DATA SHOWN
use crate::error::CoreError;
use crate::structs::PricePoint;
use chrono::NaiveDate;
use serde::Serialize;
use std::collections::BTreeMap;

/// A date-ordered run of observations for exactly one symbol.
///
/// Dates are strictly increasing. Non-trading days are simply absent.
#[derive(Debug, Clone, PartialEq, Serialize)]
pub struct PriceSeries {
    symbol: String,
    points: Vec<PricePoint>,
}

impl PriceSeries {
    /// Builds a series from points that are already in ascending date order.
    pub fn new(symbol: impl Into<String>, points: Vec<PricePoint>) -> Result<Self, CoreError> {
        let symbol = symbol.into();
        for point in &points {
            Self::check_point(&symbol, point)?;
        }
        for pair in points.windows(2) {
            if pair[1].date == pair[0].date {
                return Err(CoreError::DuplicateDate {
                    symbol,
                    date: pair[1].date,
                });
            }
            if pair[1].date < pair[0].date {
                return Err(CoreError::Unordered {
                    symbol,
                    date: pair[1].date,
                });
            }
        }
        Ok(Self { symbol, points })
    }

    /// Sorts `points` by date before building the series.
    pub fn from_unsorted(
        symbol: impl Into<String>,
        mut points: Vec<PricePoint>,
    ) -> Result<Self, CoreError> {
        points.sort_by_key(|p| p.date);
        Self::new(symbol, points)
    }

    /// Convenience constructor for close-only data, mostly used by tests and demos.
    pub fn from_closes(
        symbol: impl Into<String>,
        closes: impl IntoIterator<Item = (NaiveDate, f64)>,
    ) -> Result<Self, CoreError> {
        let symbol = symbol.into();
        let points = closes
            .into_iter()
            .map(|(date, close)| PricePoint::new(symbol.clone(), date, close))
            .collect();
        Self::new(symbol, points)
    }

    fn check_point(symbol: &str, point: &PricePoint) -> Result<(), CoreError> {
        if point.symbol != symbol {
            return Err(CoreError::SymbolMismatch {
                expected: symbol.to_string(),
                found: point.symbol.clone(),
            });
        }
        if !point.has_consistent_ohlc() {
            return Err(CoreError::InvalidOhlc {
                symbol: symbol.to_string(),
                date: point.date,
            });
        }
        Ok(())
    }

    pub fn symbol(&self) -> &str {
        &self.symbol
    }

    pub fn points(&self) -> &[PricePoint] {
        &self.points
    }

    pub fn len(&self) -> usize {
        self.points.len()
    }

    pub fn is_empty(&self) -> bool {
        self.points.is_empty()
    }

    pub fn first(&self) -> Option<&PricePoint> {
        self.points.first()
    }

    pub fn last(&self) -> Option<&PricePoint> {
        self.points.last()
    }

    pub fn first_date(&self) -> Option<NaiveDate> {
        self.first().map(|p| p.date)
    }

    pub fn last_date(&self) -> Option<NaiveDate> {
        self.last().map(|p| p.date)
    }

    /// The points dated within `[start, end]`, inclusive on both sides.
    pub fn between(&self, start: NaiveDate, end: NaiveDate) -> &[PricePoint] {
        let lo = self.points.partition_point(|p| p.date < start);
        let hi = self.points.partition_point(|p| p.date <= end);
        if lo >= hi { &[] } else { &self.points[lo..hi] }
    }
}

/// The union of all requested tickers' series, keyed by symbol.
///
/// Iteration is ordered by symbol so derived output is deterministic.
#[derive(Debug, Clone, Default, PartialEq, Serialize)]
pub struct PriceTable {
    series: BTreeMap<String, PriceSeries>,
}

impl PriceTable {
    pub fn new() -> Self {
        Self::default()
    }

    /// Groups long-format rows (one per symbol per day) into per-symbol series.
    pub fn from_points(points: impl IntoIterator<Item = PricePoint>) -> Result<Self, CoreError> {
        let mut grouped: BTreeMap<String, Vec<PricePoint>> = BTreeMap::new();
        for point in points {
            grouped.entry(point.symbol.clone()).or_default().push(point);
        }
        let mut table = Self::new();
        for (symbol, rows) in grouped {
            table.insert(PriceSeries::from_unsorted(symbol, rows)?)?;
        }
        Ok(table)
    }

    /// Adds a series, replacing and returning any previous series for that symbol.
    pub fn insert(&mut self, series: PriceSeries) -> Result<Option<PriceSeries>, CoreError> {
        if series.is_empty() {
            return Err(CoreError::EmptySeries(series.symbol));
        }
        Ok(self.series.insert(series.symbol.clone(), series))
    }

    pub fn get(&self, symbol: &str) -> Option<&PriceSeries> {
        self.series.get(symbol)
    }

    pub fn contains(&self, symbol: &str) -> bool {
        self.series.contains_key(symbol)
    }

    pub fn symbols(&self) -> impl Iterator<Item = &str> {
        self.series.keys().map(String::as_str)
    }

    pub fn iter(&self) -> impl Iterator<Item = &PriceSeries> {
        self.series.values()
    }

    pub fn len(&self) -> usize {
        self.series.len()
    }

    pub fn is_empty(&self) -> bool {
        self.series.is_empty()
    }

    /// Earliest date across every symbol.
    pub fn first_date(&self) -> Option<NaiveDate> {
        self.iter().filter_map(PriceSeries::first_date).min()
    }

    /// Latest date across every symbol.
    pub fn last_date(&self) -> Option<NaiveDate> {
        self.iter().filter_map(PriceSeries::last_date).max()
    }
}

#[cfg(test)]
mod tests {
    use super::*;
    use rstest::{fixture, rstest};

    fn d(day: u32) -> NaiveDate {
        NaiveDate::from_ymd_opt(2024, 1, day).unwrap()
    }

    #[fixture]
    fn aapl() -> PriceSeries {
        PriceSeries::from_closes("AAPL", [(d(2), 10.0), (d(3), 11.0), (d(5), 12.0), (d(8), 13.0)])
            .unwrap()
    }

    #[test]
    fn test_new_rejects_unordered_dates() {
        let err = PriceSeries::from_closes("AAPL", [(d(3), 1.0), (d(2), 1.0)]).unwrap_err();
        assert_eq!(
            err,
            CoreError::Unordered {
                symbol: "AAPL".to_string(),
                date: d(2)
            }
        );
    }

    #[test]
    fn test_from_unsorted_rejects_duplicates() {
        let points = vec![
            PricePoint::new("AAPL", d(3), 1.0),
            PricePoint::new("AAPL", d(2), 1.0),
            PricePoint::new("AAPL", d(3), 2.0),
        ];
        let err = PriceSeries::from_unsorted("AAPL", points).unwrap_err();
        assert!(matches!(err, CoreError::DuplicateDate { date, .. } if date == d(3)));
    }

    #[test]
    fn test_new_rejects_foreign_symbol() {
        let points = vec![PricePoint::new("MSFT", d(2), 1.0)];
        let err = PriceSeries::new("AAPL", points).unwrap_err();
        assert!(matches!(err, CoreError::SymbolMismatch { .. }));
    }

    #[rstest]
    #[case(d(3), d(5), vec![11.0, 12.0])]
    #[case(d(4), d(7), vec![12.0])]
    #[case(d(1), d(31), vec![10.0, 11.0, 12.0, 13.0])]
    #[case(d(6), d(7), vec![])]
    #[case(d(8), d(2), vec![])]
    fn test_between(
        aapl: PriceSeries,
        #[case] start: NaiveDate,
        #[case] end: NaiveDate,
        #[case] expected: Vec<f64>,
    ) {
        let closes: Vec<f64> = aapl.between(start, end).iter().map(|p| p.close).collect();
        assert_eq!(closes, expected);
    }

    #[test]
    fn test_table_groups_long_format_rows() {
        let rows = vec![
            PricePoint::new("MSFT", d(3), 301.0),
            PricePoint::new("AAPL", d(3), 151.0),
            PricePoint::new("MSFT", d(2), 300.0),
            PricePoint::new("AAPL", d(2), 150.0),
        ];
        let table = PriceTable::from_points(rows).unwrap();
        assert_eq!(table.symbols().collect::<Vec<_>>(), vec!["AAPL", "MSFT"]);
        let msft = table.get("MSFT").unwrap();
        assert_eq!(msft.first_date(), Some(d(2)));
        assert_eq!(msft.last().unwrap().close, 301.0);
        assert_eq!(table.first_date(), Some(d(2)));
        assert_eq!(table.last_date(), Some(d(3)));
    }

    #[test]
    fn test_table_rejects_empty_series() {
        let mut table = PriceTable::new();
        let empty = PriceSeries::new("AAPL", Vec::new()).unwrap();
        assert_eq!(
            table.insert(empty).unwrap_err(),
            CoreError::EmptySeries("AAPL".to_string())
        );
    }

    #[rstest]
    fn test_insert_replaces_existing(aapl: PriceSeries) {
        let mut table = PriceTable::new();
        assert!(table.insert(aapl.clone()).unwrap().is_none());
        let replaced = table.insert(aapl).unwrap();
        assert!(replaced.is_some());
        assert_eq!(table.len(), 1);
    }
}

WHAT TO PRODUCE
When a line in the material above contains the word "pair", copy that line out.

SOLUTION FOR THIS PROBLEM
        for pair in points.windows(2) {
            if pair[1].date == pair[0].date {
                    date: pair[1].date,
            if pair[1].date < pair[0].date {
                    date: pair[1].date,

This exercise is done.